***** Information given *****

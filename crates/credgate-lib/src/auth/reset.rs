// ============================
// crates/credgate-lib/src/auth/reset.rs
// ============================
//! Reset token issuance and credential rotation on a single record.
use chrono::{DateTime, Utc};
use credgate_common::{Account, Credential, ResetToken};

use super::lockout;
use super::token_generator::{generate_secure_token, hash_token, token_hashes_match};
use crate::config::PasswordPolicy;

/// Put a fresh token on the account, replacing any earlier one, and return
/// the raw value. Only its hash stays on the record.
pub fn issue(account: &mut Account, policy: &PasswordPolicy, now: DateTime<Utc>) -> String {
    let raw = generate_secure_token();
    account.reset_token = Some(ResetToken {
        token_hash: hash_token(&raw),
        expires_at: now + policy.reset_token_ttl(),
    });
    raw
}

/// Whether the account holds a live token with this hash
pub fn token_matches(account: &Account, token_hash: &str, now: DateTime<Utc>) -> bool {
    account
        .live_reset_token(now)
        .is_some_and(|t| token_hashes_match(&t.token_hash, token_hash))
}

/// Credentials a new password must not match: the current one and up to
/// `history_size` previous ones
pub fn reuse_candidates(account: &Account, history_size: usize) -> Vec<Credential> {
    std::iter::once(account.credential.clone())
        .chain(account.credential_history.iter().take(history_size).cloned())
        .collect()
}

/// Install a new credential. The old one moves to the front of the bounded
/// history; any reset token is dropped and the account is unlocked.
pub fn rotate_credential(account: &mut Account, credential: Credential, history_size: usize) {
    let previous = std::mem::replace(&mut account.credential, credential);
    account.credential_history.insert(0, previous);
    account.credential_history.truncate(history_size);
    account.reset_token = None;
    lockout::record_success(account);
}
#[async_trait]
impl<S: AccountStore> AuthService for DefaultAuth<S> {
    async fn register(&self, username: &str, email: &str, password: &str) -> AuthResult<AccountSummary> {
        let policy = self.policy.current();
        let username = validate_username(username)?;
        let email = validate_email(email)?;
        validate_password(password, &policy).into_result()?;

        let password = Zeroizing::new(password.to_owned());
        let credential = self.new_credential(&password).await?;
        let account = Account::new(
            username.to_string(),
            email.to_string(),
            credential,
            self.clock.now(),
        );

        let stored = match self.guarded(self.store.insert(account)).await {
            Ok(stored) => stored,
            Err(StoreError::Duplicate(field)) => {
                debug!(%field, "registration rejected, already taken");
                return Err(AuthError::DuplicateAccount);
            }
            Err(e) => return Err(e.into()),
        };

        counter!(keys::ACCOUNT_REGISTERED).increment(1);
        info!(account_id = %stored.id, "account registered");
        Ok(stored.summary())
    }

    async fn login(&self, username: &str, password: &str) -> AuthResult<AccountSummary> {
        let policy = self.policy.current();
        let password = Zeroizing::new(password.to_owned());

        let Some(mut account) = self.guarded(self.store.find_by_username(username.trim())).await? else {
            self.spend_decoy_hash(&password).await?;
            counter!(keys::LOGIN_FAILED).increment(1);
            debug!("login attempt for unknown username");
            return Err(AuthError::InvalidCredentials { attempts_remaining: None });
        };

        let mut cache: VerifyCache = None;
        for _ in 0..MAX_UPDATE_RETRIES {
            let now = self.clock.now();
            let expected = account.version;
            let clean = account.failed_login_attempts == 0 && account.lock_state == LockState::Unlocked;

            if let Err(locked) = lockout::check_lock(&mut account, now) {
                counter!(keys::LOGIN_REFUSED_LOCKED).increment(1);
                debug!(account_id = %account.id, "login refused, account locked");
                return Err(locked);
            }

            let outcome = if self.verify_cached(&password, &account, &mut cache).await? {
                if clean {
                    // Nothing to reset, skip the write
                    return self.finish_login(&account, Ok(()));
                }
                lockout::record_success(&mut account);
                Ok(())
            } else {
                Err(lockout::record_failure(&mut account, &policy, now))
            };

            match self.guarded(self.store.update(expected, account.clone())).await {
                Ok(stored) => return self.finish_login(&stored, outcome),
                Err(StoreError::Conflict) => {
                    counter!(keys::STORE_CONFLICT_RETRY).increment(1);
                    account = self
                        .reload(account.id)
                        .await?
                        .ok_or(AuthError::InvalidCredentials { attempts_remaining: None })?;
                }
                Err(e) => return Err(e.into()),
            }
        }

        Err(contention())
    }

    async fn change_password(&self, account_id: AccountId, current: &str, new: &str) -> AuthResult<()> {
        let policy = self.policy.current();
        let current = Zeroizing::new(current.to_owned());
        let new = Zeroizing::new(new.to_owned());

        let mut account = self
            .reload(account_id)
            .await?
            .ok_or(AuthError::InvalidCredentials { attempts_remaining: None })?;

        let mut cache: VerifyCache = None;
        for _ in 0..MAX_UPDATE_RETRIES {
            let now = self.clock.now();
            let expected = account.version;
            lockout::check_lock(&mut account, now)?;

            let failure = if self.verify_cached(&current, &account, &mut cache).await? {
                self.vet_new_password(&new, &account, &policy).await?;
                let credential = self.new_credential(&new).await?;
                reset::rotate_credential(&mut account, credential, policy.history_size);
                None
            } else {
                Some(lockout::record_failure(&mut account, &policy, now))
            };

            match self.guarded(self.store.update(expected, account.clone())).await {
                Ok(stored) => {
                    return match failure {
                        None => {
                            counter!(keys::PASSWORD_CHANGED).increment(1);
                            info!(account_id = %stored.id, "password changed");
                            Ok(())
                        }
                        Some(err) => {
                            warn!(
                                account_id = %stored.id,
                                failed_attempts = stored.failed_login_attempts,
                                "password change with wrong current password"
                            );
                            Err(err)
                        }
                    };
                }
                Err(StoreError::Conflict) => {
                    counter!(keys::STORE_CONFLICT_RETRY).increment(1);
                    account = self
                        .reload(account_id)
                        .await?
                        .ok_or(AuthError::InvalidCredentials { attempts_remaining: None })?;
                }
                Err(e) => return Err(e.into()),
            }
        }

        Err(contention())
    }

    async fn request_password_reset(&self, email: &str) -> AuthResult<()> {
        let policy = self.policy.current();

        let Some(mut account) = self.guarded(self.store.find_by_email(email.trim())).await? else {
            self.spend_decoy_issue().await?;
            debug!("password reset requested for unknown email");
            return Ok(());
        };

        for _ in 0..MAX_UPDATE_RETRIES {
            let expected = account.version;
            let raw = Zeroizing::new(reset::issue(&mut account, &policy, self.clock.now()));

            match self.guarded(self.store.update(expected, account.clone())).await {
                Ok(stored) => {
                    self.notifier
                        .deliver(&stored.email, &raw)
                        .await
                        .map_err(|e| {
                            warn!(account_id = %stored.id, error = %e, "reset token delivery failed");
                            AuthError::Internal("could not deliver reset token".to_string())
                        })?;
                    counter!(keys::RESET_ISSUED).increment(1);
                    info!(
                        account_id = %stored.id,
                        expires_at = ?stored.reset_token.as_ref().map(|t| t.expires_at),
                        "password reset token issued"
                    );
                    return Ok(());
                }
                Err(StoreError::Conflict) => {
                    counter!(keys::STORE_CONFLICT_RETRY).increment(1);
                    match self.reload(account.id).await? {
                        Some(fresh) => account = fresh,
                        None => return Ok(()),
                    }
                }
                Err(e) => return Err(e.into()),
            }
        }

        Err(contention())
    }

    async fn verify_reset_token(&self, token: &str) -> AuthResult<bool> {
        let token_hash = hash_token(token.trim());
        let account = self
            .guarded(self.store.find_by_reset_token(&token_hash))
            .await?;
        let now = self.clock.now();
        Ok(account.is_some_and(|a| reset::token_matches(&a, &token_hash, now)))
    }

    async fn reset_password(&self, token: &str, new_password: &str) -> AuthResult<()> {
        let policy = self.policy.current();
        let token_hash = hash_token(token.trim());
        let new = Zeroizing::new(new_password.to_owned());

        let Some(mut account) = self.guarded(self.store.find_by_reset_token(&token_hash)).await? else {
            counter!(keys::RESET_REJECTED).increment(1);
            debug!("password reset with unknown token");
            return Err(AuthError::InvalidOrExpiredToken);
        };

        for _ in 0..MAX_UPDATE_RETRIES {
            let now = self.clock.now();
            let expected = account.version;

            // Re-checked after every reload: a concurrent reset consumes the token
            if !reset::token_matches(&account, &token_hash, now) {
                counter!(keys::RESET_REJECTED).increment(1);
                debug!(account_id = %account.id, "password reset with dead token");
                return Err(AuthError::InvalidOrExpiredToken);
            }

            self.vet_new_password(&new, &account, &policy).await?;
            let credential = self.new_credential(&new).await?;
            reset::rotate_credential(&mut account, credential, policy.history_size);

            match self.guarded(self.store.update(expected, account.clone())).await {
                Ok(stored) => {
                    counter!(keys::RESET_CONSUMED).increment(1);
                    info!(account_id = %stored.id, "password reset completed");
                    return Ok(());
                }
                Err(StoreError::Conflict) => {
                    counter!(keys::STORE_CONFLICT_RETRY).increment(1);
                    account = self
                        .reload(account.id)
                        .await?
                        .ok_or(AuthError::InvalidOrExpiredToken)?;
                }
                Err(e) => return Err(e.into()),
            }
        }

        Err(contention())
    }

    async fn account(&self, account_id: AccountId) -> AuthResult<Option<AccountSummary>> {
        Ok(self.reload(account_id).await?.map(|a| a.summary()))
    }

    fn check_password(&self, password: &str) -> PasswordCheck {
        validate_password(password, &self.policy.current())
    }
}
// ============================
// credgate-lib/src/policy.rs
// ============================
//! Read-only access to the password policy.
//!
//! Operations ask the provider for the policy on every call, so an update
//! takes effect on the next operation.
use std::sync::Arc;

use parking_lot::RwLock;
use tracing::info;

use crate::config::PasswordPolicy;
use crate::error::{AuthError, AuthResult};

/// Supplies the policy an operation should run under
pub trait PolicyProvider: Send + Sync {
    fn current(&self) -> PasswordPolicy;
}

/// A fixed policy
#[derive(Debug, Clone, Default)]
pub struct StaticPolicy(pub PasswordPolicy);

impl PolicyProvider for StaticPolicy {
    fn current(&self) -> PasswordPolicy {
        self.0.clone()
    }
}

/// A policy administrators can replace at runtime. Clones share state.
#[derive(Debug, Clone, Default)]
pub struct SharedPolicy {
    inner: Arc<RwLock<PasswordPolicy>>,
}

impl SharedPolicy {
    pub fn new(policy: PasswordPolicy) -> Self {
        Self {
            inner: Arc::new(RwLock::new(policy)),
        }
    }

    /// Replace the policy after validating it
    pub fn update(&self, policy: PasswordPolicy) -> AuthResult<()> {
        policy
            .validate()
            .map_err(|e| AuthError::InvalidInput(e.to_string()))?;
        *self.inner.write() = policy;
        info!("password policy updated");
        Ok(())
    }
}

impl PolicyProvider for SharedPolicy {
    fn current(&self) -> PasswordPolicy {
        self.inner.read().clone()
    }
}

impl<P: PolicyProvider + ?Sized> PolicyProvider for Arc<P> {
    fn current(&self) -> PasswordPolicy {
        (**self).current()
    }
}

*****
***** Information given *****

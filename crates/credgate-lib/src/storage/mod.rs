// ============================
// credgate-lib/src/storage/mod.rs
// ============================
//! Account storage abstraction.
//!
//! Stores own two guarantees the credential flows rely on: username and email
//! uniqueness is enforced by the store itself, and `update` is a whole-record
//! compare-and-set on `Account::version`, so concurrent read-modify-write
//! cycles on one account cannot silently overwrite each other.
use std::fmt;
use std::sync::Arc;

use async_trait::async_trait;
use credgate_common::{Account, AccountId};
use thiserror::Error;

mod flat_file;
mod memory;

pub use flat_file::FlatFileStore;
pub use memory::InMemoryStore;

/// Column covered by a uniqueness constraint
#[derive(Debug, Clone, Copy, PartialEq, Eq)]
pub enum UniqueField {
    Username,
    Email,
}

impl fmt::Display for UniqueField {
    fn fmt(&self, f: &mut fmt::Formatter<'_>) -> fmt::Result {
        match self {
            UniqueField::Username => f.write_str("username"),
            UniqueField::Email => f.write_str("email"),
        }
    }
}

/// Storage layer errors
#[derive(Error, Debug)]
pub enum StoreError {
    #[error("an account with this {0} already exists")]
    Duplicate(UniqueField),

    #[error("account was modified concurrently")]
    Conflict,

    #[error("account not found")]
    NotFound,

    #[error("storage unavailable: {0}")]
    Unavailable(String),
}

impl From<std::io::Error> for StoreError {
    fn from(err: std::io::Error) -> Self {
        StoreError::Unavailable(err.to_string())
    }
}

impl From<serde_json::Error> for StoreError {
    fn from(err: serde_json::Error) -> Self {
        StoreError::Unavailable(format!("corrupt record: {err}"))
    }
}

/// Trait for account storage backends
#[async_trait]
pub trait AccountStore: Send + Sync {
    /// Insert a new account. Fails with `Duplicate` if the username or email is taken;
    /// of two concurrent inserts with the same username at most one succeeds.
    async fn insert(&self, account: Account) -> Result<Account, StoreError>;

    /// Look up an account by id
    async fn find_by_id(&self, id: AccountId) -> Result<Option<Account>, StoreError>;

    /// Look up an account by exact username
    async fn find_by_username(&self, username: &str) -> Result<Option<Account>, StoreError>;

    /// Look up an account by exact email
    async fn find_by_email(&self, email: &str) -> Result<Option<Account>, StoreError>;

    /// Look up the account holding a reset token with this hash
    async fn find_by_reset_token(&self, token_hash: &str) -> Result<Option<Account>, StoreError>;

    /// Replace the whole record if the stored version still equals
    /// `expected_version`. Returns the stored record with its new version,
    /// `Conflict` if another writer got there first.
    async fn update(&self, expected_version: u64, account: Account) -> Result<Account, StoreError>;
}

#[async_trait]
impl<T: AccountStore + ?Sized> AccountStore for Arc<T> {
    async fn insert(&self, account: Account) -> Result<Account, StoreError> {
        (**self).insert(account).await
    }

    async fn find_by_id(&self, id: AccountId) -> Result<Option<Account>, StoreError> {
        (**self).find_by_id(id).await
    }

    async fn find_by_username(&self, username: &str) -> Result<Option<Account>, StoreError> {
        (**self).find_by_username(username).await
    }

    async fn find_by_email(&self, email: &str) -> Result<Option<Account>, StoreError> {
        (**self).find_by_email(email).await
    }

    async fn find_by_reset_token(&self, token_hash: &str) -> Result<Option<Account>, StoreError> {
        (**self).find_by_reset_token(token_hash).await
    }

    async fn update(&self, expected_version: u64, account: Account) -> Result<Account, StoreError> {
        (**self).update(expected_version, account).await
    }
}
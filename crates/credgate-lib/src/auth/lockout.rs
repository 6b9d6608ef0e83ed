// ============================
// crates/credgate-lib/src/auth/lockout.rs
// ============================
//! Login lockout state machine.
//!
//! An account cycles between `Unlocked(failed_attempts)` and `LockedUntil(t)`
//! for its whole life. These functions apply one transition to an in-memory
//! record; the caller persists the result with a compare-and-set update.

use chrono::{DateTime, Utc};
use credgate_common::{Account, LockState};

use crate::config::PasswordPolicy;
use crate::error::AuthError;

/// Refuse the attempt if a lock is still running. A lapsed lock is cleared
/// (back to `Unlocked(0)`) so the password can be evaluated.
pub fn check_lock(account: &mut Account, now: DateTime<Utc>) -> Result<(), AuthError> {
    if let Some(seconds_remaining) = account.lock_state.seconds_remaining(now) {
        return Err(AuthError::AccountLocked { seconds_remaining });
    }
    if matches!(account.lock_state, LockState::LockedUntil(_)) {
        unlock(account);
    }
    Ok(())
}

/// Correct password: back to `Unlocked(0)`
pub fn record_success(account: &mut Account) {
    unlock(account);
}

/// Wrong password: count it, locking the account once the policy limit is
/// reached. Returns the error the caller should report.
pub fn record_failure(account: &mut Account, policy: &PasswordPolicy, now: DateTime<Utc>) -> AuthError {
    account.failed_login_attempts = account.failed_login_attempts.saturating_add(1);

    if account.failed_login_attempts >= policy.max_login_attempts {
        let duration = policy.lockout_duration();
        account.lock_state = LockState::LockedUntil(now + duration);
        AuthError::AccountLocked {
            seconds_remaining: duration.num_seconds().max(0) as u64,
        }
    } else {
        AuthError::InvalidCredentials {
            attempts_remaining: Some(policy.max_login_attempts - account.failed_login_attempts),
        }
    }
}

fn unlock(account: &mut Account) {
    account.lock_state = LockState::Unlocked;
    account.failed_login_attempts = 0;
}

*****

_What to do_
Your answer must consist of every line in the listing that contains "crates".

_Written answer_
filename crates/credgate-lib/src/auth/reset.rs
// crates/credgate-lib/src/auth/reset.rs
filename crates/credgate-lib/src/storage/mod.rs
filename crates/credgate-lib/src/auth/lockout.rs
// crates/credgate-lib/src/auth/lockout.rs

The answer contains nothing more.